> _Supplied records_:
%%
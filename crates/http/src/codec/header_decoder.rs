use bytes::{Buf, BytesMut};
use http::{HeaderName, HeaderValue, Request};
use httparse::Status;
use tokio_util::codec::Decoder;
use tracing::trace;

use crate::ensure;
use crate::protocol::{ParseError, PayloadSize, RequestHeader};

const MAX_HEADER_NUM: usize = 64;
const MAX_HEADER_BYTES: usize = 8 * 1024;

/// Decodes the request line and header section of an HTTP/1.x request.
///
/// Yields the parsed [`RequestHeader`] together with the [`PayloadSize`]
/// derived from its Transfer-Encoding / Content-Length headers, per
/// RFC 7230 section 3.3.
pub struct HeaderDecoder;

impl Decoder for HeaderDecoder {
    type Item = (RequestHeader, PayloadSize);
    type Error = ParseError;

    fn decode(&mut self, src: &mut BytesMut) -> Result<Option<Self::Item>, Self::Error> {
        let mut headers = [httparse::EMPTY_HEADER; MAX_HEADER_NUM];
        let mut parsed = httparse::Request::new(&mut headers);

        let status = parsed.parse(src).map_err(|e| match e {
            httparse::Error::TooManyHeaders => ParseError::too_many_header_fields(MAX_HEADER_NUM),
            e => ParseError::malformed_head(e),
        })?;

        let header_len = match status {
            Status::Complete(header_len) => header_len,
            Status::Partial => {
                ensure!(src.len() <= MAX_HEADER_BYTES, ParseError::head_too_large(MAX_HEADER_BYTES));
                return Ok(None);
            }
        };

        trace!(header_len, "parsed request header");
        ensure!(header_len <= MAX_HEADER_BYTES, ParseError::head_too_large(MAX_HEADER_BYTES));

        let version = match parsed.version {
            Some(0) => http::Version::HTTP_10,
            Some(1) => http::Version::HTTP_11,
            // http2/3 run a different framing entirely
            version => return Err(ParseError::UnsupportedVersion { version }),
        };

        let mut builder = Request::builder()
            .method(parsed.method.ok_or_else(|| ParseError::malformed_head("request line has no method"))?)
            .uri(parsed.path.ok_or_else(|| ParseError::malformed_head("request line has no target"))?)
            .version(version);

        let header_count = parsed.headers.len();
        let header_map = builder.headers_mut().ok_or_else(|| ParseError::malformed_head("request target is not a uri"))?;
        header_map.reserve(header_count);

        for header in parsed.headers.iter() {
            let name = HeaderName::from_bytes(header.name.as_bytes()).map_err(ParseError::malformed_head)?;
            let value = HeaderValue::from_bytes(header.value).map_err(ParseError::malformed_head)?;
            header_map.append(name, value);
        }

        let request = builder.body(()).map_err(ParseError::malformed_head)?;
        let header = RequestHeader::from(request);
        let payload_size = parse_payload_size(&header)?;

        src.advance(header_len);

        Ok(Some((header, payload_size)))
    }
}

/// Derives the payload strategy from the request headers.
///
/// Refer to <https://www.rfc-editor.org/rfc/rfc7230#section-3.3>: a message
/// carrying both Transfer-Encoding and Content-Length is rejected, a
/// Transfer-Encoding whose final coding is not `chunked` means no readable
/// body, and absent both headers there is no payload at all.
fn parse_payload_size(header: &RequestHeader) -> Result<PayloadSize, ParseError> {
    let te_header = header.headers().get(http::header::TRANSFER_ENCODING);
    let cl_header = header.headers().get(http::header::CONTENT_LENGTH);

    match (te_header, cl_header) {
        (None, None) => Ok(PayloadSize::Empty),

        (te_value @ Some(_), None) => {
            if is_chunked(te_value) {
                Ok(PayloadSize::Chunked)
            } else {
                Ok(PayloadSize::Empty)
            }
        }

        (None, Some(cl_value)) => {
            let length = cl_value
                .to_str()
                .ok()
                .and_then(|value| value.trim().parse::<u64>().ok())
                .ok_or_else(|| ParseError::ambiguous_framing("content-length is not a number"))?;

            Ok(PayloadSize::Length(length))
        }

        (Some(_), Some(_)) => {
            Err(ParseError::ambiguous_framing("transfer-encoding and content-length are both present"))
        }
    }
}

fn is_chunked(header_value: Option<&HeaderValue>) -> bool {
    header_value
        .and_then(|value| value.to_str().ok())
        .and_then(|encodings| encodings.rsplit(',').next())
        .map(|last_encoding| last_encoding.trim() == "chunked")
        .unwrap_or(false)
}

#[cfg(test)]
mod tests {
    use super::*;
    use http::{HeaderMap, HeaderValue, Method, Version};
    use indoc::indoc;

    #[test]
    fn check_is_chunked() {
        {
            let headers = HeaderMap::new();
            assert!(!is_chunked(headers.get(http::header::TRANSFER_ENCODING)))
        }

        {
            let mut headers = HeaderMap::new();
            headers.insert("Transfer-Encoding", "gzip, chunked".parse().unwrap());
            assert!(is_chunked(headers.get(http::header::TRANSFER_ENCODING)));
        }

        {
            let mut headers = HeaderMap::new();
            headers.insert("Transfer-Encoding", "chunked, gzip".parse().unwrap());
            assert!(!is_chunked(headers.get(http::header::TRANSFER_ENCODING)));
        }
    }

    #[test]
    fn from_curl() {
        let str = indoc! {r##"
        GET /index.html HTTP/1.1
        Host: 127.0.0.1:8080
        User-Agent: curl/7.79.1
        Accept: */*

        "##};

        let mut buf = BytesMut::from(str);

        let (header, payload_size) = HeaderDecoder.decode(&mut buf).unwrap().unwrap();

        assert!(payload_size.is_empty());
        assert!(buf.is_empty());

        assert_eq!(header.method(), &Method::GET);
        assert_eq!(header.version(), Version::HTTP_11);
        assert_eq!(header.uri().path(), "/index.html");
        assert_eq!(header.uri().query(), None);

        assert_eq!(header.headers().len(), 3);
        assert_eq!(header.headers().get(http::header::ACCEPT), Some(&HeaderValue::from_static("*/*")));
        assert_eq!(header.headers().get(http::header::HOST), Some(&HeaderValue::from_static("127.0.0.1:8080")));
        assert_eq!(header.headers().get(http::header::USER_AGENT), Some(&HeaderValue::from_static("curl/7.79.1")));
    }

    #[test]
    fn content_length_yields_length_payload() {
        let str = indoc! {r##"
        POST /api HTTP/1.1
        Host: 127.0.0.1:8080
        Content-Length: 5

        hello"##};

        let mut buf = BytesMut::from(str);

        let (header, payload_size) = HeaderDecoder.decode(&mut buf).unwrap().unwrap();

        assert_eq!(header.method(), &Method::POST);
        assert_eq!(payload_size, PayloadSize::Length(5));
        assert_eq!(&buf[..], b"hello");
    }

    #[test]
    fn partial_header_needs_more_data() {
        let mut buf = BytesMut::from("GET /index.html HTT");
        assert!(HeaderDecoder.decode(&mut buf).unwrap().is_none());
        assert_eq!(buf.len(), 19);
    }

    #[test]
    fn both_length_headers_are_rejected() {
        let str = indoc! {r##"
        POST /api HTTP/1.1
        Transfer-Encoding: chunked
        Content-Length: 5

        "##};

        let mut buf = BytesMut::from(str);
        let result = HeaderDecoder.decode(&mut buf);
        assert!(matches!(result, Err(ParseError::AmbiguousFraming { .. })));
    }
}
%%
The lines from the one with "Transfer-Encoding: chunked" through the final line of the data are to be reproduced exactly, both included, with no other lines.

        Transfer-Encoding: chunked
        Content-Length: 5

        "##};

        let mut buf = BytesMut::from(str);
        let result = HeaderDecoder.decode(&mut buf);
        assert!(matches!(result, Err(ParseError::AmbiguousFraming { .. })));
    }
}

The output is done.